__What the task asks__: Write out the records again exactly. Nothing should be dropped.

[Collected data entries]
....

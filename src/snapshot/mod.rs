//! Snapshot persistence for locally stored collections.
//!
//! A snapshot is an entire collection serialised as one JSON array under a
//! named key. Stores write a fresh snapshot after every mutation and read it
//! back once when they are opened. The module follows the same split as the
//! other bounded contexts:
//!
//! - Port contract in [`ports`]
//! - Adapter implementations in [`adapters`]

pub mod adapters;
pub mod ports;

pub use ports::{SnapshotError, SnapshotResult, SnapshotStore};
//! Port contract for loading and saving collection snapshots.

use thiserror::Error;

/// Result type for snapshot operations.
pub type SnapshotResult<T> = Result<T, SnapshotError>;

/// Snapshot persistence contract.
///
/// Implementations hold exactly one entry. Successive saves overwrite each
/// other and the last write wins.
pub trait SnapshotStore<T> {
    /// Loads the persisted collection.
    ///
    /// Returns `None` when nothing has been saved yet.
    ///
    /// # Errors
    ///
    /// Returns [`SnapshotError`] when the entry exists but cannot be read or
    /// decoded.
    fn load(&self) -> SnapshotResult<Option<Vec<T>>>;

    /// Replaces the persisted collection with `records`.
    ///
    /// # Errors
    ///
    /// Returns [`SnapshotError`] when the records cannot be encoded or the
    /// entry cannot be written.
    fn save(&self, records: &[T]) -> SnapshotResult<()>;
}

/// Errors returned by snapshot adapters.
#[derive(Debug, Error)]
pub enum SnapshotError {
    /// Reading or writing the backing storage failed.
    #[error("snapshot i/o error: {0}")]
    Io(#[from] std::io::Error),

    /// The snapshot could not be encoded or decoded as JSON.
    #[error("snapshot encoding error: {0}")]
    Serialization(#[from] serde_json::Error),

    /// Another user of the shared storage panicked while holding its lock.
    #[error("snapshot storage lock poisoned")]
    Poisoned,
}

....

__Exercise output__:
filename src/snapshot/mod.rs
//! Snapshot persistence for locally stored collections.
//!
//! A snapshot is an entire collection serialised as one JSON array under a
//! named key. Stores write a fresh snapshot after every mutation and read it
//! back once when they are opened. The module follows the same split as the
//! other bounded contexts:
//!
//! - Port contract in [`ports`]
//! - Adapter implementations in [`adapters`]

pub mod adapters;
pub mod ports;

pub use ports::{SnapshotError, SnapshotResult, SnapshotStore};
//! Port contract for loading and saving collection snapshots.

use thiserror::Error;

/// Result type for snapshot operations.
pub type SnapshotResult<T> = Result<T, SnapshotError>;

/// Snapshot persistence contract.
///
/// Implementations hold exactly one entry. Successive saves overwrite each
/// other and the last write wins.
pub trait SnapshotStore<T> {
    /// Loads the persisted collection.
    ///
    /// Returns `None` when nothing has been saved yet.
    ///
    /// # Errors
    ///
    /// Returns [`SnapshotError`] when the entry exists but cannot be read or
    /// decoded.
    fn load(&self) -> SnapshotResult<Option<Vec<T>>>;

    /// Replaces the persisted collection with `records`.
    ///
    /// # Errors
    ///
    /// Returns [`SnapshotError`] when the records cannot be encoded or the
    /// entry cannot be written.
    fn save(&self, records: &[T]) -> SnapshotResult<()>;
}

/// Errors returned by snapshot adapters.
#[derive(Debug, Error)]
pub enum SnapshotError {
    /// Reading or writing the backing storage failed.
    #[error("snapshot i/o error: {0}")]
    Io(#[from] std::io::Error),

    /// The snapshot could not be encoded or decoded as JSON.
    #[error("snapshot encoding error: {0}")]
    Serialization(#[from] serde_json::Error),

    /// Another user of the shared storage panicked while holding its lock.
    #[error("snapshot storage lock poisoned")]
    Poisoned,
}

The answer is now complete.